**** INPUT MATERIAL

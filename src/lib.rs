//! Client-side object reconciliation for a collaborative whiteboard.
//!
//! DESIGN
//! ======
//! Local edits are applied optimistically, broadcast to peers over a
//! realtime transport, and persisted to the REST backend in the background.
//! Peer events are merged into the same store. When the backend cannot be
//! reached the session keeps working locally and skips writes.
//!
//! LAYOUT
//! ======
//! - `object`, `store`, `ident`: the data model and its invariants
//! - `api`, `transport`, `connectivity`: the outside world
//! - `merge`, `gesture`, `presence`: policy and interaction state
//! - `session`: the single-writer engine tying it together

pub mod api;
pub mod config;
pub mod connectivity;
pub mod error;
pub mod gesture;
pub mod ident;
pub mod merge;
pub mod object;
pub mod presence;
pub mod session;
pub mod store;
pub mod transport;

pub use api::{HttpApi, Whiteboard, WhiteboardApi};
pub use config::SyncConfig;
pub use connectivity::{ConnectivityMode, ConnectivityTracker};
pub use error::{ApiError, ErrorCode, ObjectError, SessionError};
pub use gesture::{DrawStyle, Tool};
pub use merge::{MergePolicy, MergeStrategy};
pub use object::{DrawableObject, ObjectPatch, Point, Shape, ShapeKind};
pub use session::{LocalUser, Notice, Session, SessionHandle, SessionIo, Snapshot};
pub use store::ObjectStore;
pub use transport::{ChannelTransport, InboundEvent, NullTransport, OutboundEvent, Transport, WsTransport};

********

Report the lines above that have the word "store" in them.

//! Peer events are merged into the same store. When the backend cannot be
//! - `object`, `store`, `ident`: the data model and its invariants
pub mod store;
pub use store::ObjectStore;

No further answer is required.